A word-for-word transcript of every entry is required.

[Dataset entries]
::::

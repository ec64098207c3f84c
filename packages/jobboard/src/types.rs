//! Wire types of the public job feed.
//!
//! Field names follow the feed's camelCase JSON. Nested objects are often
//! partially null in practice, so everything except the job id falls back
//! to a default instead of failing the whole page.

use serde::{Deserialize, Deserializer, Serialize};
use serde_json::{Map, Number, Value};

/// Deserialize an explicit `null` as the type's default.
fn null_default<'de, D, T>(deserializer: D) -> Result<T, D::Error>
where
    D: Deserializer<'de>,
    T: Default + Deserialize<'de>,
{
    Option::<T>::deserialize(deserializer).map(Option::unwrap_or_default)
}

/// Deserialize a timestamp from any JSON number, truncating fractions.
/// `null` becomes 0.
fn timestamp<'de, D>(deserializer: D) -> Result<i64, D::Error>
where
    D: Deserializer<'de>,
{
    let number = Option::<Number>::deserialize(deserializer)?;
    Ok(number
        .and_then(|n| n.as_i64().or_else(|| n.as_f64().map(|f| f as i64)))
        .unwrap_or_default())
}

/// A monetary amount with the feed's numeric currency id.
#[derive(Debug, Clone, Default, PartialEq, Serialize, Deserialize)]
#[serde(rename_all = "camelCase", default)]
pub struct Money {
    #[serde(deserialize_with = "null_default")]
    pub amount: f64,
    #[serde(deserialize_with = "null_default")]
    pub currency_id: i64,
}

/// Skill classification of a job.
#[derive(Debug, Clone, Default, PartialEq, Eq, Serialize, Deserialize)]
#[serde(rename_all = "camelCase", default)]
pub struct JobSkill {
    #[serde(deserialize_with = "null_default")]
    pub job_profile_id: i64,
    #[serde(deserialize_with = "null_default")]
    pub educational_level_id: i64,
}

/// Where the work takes place.
#[derive(Debug, Clone, Default, PartialEq, Eq, Serialize, Deserialize)]
#[serde(rename_all = "camelCase", default)]
pub struct JobLocation {
    pub address_street: Option<String>,
    pub extra_address: Option<String>,
    pub zip: Option<String>,
    pub city: Option<String>,
    pub state: Option<String>,
    pub country_id: Option<i64>,
}

/// One work assignment from the feed.
///
/// Unknown fields are kept in `extra` so a re-serialized job loses nothing.
#[derive(Debug, Clone, PartialEq, Serialize, Deserialize)]
#[serde(rename_all = "camelCase")]
pub struct Job {
    pub work_assignment_id: String,
    #[serde(default, deserialize_with = "null_default")]
    pub wa_readable_id: String,
    #[serde(default, deserialize_with = "null_default")]
    pub hourly_wage: Money,
    #[serde(default, deserialize_with = "null_default")]
    pub salary: Money,
    #[serde(default, deserialize_with = "null_default")]
    pub job_skill: JobSkill,
    #[serde(default, deserialize_with = "null_default")]
    pub work_assignment_name: String,
    #[serde(default, deserialize_with = "null_default")]
    pub job_location: JobLocation,
    #[serde(default, skip_serializing_if = "Option::is_none")]
    pub requirements: Option<String>,
    /// Epoch seconds or milliseconds, see [`crate::format::normalize_timestamp`].
    #[serde(default, deserialize_with = "timestamp")]
    pub period_from: i64,
    #[serde(default, deserialize_with = "timestamp")]
    pub period_to: i64,
    #[serde(default, deserialize_with = "timestamp")]
    pub date_published: i64,
    #[serde(default, skip_serializing_if = "Option::is_none")]
    pub branch_link: Option<String>,
    #[serde(flatten)]
    pub extra: Map<String, Value>,
}

impl Job {
    /// Unique identifier of the job.
    #[must_use]
    pub fn id(&self) -> &str {
        &self.work_assignment_id
    }

    /// City of the job location, if the feed provided one.
    #[must_use]
    pub fn city(&self) -> Option<&str> {
        self.job_location
            .city
            .as_deref()
            .filter(|c| !c.trim().is_empty())
    }
}

/// Arguments of one list query; also its cache key.
#[derive(Debug, Clone, Copy, PartialEq, Eq, Hash)]
pub struct ListJobsArgs {
    pub page_num: u32,
    pub page_size: u32,
}

impl ListJobsArgs {
    #[must_use]
    pub fn new(page_num: u32, page_size: u32) -> Self {
        Self {
            page_num,
            page_size,
        }
    }
}

/// Payload of a list response.
#[derive(Debug, Clone, Default, PartialEq, Serialize, Deserialize)]
pub struct JobsPage {
    #[serde(default, deserialize_with = "null_default")]
    pub items: Vec<Job>,
}

/// `GET /list` response.
#[derive(Debug, Clone, PartialEq, Serialize, Deserialize)]
pub struct JobsListResponse {
    #[serde(default, deserialize_with = "null_default")]
    pub status: u16,
    #[serde(default, deserialize_with = "null_default")]
    pub data: JobsPage,
}

/// `GET /{jobId}` response.
#[derive(Debug, Clone, PartialEq, Serialize, Deserialize)]
pub struct JobResponse {
    #[serde(default, deserialize_with = "null_default")]
    pub status: u16,
    pub data: Job,
}

#[cfg(test)]
pub(crate) mod fixtures {
    use super::*;

    /// Minimal job with the given id and name.
    pub fn job(id: &str, name: &str) -> Job {
        Job {
            work_assignment_id: id.to_string(),
            wa_readable_id: format!("R-{id}"),
            hourly_wage: Money {
                amount: 25.0,
                currency_id: 1,
            },
            salary: Money::default(),
            job_skill: JobSkill::default(),
            work_assignment_name: name.to_string(),
            job_location: JobLocation {
                city: Some("Zürich".to_string()),
                ..JobLocation::default()
            },
            requirements: None,
            period_from: 1_700_000_000,
            period_to: 1_700_086_400,
            date_published: 1_699_900_000,
            branch_link: None,
            extra: Map::new(),
        }
    }

    pub fn list_response(jobs: Vec<Job>) -> JobsListResponse {
        JobsListResponse {
            status: 200,
            data: JobsPage { items: jobs },
        }
    }
}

::::

**OUTPUT:**
repository ec64098207c3f84c
filename packages/jobboard/src/types.rs
//! Wire types of the public job feed.
//!
//! Field names follow the feed's camelCase JSON. Nested objects are often
//! partially null in practice, so everything except the job id falls back
//! to a default instead of failing the whole page.

use serde::{Deserialize, Deserializer, Serialize};
use serde_json::{Map, Number, Value};

/// Deserialize an explicit `null` as the type's default.
fn null_default<'de, D, T>(deserializer: D) -> Result<T, D::Error>
where
    D: Deserializer<'de>,
    T: Default + Deserialize<'de>,
{
    Option::<T>::deserialize(deserializer).map(Option::unwrap_or_default)
}

/// Deserialize a timestamp from any JSON number, truncating fractions.
/// `null` becomes 0.
fn timestamp<'de, D>(deserializer: D) -> Result<i64, D::Error>
where
    D: Deserializer<'de>,
{
    let number = Option::<Number>::deserialize(deserializer)?;
    Ok(number
        .and_then(|n| n.as_i64().or_else(|| n.as_f64().map(|f| f as i64)))
        .unwrap_or_default())
}

/// A monetary amount with the feed's numeric currency id.
#[derive(Debug, Clone, Default, PartialEq, Serialize, Deserialize)]
#[serde(rename_all = "camelCase", default)]
pub struct Money {
    #[serde(deserialize_with = "null_default")]
    pub amount: f64,
    #[serde(deserialize_with = "null_default")]
    pub currency_id: i64,
}

/// Skill classification of a job.
#[derive(Debug, Clone, Default, PartialEq, Eq, Serialize, Deserialize)]
#[serde(rename_all = "camelCase", default)]
pub struct JobSkill {
    #[serde(deserialize_with = "null_default")]
    pub job_profile_id: i64,
    #[serde(deserialize_with = "null_default")]
    pub educational_level_id: i64,
}

/// Where the work takes place.
#[derive(Debug, Clone, Default, PartialEq, Eq, Serialize, Deserialize)]
#[serde(rename_all = "camelCase", default)]
pub struct JobLocation {
    pub address_street: Option<String>,
    pub extra_address: Option<String>,
    pub zip: Option<String>,
    pub city: Option<String>,
    pub state: Option<String>,
    pub country_id: Option<i64>,
}

/// One work assignment from the feed.
///
/// Unknown fields are kept in `extra` so a re-serialized job loses nothing.
#[derive(Debug, Clone, PartialEq, Serialize, Deserialize)]
#[serde(rename_all = "camelCase")]
pub struct Job {
    pub work_assignment_id: String,
    #[serde(default, deserialize_with = "null_default")]
    pub wa_readable_id: String,
    #[serde(default, deserialize_with = "null_default")]
    pub hourly_wage: Money,
    #[serde(default, deserialize_with = "null_default")]
    pub salary: Money,
    #[serde(default, deserialize_with = "null_default")]
    pub job_skill: JobSkill,
    #[serde(default, deserialize_with = "null_default")]
    pub work_assignment_name: String,
    #[serde(default, deserialize_with = "null_default")]
    pub job_location: JobLocation,
    #[serde(default, skip_serializing_if = "Option::is_none")]
    pub requirements: Option<String>,
    /// Epoch seconds or milliseconds, see [`crate::format::normalize_timestamp`].
    #[serde(default, deserialize_with = "timestamp")]
    pub period_from: i64,
    #[serde(default, deserialize_with = "timestamp")]
    pub period_to: i64,
    #[serde(default, deserialize_with = "timestamp")]
    pub date_published: i64,
    #[serde(default, skip_serializing_if = "Option::is_none")]
    pub branch_link: Option<String>,
    #[serde(flatten)]
    pub extra: Map<String, Value>,
}

impl Job {
    /// Unique identifier of the job.
    #[must_use]
    pub fn id(&self) -> &str {
        &self.work_assignment_id
    }

    /// City of the job location, if the feed provided one.
    #[must_use]
    pub fn city(&self) -> Option<&str> {
        self.job_location
            .city
            .as_deref()
            .filter(|c| !c.trim().is_empty())
    }
}

/// Arguments of one list query; also its cache key.
#[derive(Debug, Clone, Copy, PartialEq, Eq, Hash)]
pub struct ListJobsArgs {
    pub page_num: u32,
    pub page_size: u32,
}

impl ListJobsArgs {
    #[must_use]
    pub fn new(page_num: u32, page_size: u32) -> Self {
        Self {
            page_num,
            page_size,
        }
    }
}

/// Payload of a list response.
#[derive(Debug, Clone, Default, PartialEq, Serialize, Deserialize)]
pub struct JobsPage {
    #[serde(default, deserialize_with = "null_default")]
    pub items: Vec<Job>,
}

/// `GET /list` response.
#[derive(Debug, Clone, PartialEq, Serialize, Deserialize)]
pub struct JobsListResponse {
    #[serde(default, deserialize_with = "null_default")]
    pub status: u16,
    #[serde(default, deserialize_with = "null_default")]
    pub data: JobsPage,
}

/// `GET /{jobId}` response.
#[derive(Debug, Clone, PartialEq, Serialize, Deserialize)]
pub struct JobResponse {
    #[serde(default, deserialize_with = "null_default")]
    pub status: u16,
    pub data: Job,
}

#[cfg(test)]
pub(crate) mod fixtures {
    use super::*;

    /// Minimal job with the given id and name.
    pub fn job(id: &str, name: &str) -> Job {
        Job {
            work_assignment_id: id.to_string(),
            wa_readable_id: format!("R-{id}"),
            hourly_wage: Money {
                amount: 25.0,
                currency_id: 1,
            },
            salary: Money::default(),
            job_skill: JobSkill::default(),
            work_assignment_name: name.to_string(),
            job_location: JobLocation {
                city: Some("Zürich".to_string()),
                ..JobLocation::default()
            },
            requirements: None,
            period_from: 1_700_000_000,
            period_to: 1_700_086_400,
            date_published: 1_699_900_000,
            branch_link: None,
            extra: Map::new(),
        }
    }

    pub fn list_response(jobs: Vec<Job>) -> JobsListResponse {
        JobsListResponse {
            status: 200,
            data: JobsPage { items: jobs },
        }
    }
}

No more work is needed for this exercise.